The histopathological findings of seminiferous tubules were assessed by an experienced pathologist. In our image-based study, microscopic images were collected at a fixed magnification of ×400 in order to maintain consistency in image acquisition and reduce bias related to image scale. This protocol reflects the practical histopathological approach used in our study.

Each seminiferous tubule cross-section was evaluated according to the most advanced germ cell type identified within the tubule, and a Johnsen score from 1 to 10 was assigned.

Johnsen scoring criteria

In general, scores of 8 to 10 indicate the presence of spermatozoa, whereas lower scores indicate maturation arrest or severe impairment of spermatogenesis.

Practical interpretation

For routine histopathological interpretation, each seminiferous tubule is scored individually. The overall spermatogenic status of the specimen is then interpreted based on the distribution of scores across representative tubules.

When there is heterogeneity among tubules, it is important to record the dominant pattern and note the presence of focal areas with more advanced or less advanced spermatogenesis.

Grouping used in our study

In our study, for practical and clinical purposes, the original 10-point Johnsen score was further grouped into four categories:

• Label 1 (scores 1–3): Differentiation up to spermatogonia
• Label 2 (scores 4–5): Differentiation up to spermatocytes
• Label 3 (scores 6–7): Differentiation up to spermatids
• Label 4 (scores 8–10): Differentiation up to spermatozoa

This simplified grouping was used because a 10-level classification was considered unnecessarily detailed for the clinical objective of our image classification study.

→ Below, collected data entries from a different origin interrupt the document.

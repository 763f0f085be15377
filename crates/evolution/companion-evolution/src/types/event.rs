//! Inbound interaction events and outbound evolution results

use super::{AttentionBand, TraitMap};
use chrono::{DateTime, Utc};
use serde::{Deserialize, Serialize};
use std::collections::HashMap;

/// Upper bound of accepted event intensity
pub const MAX_INTENSITY: f64 = 2.0;

/// Clamp an intensity into `[0, MAX_INTENSITY]`; NaN becomes 0
pub fn clamp_intensity(intensity: f64) -> f64 {
    if intensity.is_nan() {
        0.0
    } else {
        intensity.clamp(0.0, MAX_INTENSITY)
    }
}

/// Something that happened to the companion
#[derive(Debug, Clone, PartialEq, Serialize, Deserialize)]
pub struct InteractionEvent {
    /// Who caused the event
    pub source: String,

    /// Kind of interaction (`feed`, `play`, ...)
    #[serde(rename = "type")]
    pub event_type: String,

    /// Strength of the interaction, nominally 0..2
    #[serde(default = "default_intensity")]
    pub intensity: f64,

    /// When it happened
    pub timestamp: DateTime<Utc>,

    /// Caller-defined payload, stored and returned untouched
    #[serde(default)]
    pub context: HashMap<String, serde_json::Value>,
}

fn default_intensity() -> f64 {
    1.0
}

impl InteractionEvent {
    /// Create an event with an empty context
    pub fn new(
        source: impl Into<String>,
        event_type: impl Into<String>,
        intensity: f64,
        timestamp: DateTime<Utc>,
    ) -> Self {
        Self {
            source: source.into(),
            event_type: event_type.into(),
            intensity,
            timestamp,
            context: HashMap::new(),
        }
    }

    /// Attach a context value
    pub fn with_context(mut self, key: impl Into<String>, value: serde_json::Value) -> Self {
        self.context.insert(key.into(), value);
        self
    }
}

/// Attention part of a result
#[derive(Debug, Clone, Copy, PartialEq, Serialize, Deserialize)]
pub struct AttentionSummary {
    /// Level after the event
    pub level: f64,
    /// Band of that level
    pub band: AttentionBand,
    /// Urgency in [0, 1]
    pub pressure: f64,
    /// Change caused by the event itself
    pub applied_delta: f64,
}

/// Memory part of a result
#[derive(Debug, Clone, Copy, PartialEq, Eq, Serialize, Deserialize)]
pub struct MemorySummary {
    /// Known patterns
    pub pattern_count: usize,
    /// Retained episodes
    pub episode_count: usize,
}

/// Everything one processed event produced
#[derive(Debug, Clone, PartialEq, Serialize, Deserialize)]
pub struct EvolutionResult {
    /// Per-trait change (direct reinforcement plus network drift)
    pub trait_deltas: TraitMap,
    /// Emergent tags active after the step
    pub emergent_tags: TraitMap,
    /// Attention after the event
    pub attention: AttentionSummary,
    /// Top behaviors, best first
    pub active_behaviors: Vec<String>,
    /// Memory counters
    pub memory_summary: MemorySummary,
    /// Energy after the event
    pub energy: f64,
    /// The event type had no signal mapping and no attention weight
    pub unknown_event: bool,
}

#[cfg(test)]
mod tests {
    use super::*;
    use chrono::TimeZone;

    #[test]
    fn test_clamp_intensity() {
        assert_eq!(clamp_intensity(-1.0), 0.0);
        assert_eq!(clamp_intensity(1.3), 1.3);
        assert_eq!(clamp_intensity(50.0), MAX_INTENSITY);
        assert_eq!(clamp_intensity(f64::NAN), 0.0);
        assert_eq!(clamp_intensity(f64::INFINITY), MAX_INTENSITY);
    }

    #[test]
    fn test_event_json_shape() {
        let json = r#"{
            "source": "alice",
            "type": "play",
            "timestamp": "2024-03-01T09:00:00Z",
            "context": {"toy": "ball"}
        }"#;
        let event: InteractionEvent = serde_json::from_str(json).unwrap();
        assert_eq!(event.event_type, "play");
        assert_eq!(event.intensity, 1.0);
        assert_eq!(event.timestamp, Utc.with_ymd_and_hms(2024, 3, 1, 9, 0, 0).unwrap());
        assert_eq!(event.context["toy"], serde_json::json!("ball"));
    }

    #[test]
    fn test_with_context() {
        let event = InteractionEvent::new("bob", "chat", 0.5, Utc::now())
            .with_context("topic", serde_json::json!("weather"));
        assert_eq!(event.context.len(), 1);
    }
}
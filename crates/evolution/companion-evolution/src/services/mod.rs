//! Services for companion state management

pub mod evolution_engine;

pub use evolution_engine::*;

Notes and important points

1. Consistency of magnification is important. In our study, all images were collected at ×400 magnification. Mixing images obtained at different magnifications may reduce reproducibility.
2. Representative tubules should be selected carefully. Distorted, crushed, or poorly preserved tubules should be avoided when possible.
3. The score is based on the most advanced germ cell type present, but the general organization of spermatogenesis should also be considered.
4. Interobserver variation is possible, so evaluation by an experienced pathologist is recommended.
5. In specimens with markedly heterogeneous spermatogenesis, it is useful to describe both the predominant pattern and focal higher-grade areas.

Application in our study

Using this histopathological framework, we classified testicular histology images obtained from azoospermic patients who underwent TESE. In total, pathological specimens from 264 cases were analyzed, and histological images were grouped according to the four-category system described above. This grouping was adopted for practical use in our image-classification study rather than as a replacement for the original 10-point Johnsen system.

Conclusion

The Johnsen scoring system is a useful and widely accepted method for semiquantitative assessment of spermatogenesis in testicular tissue. It can be applied both in conventional pathology and in image-based analytical studies, provided that specimen handling, microscopy conditions, and scoring criteria are standardized.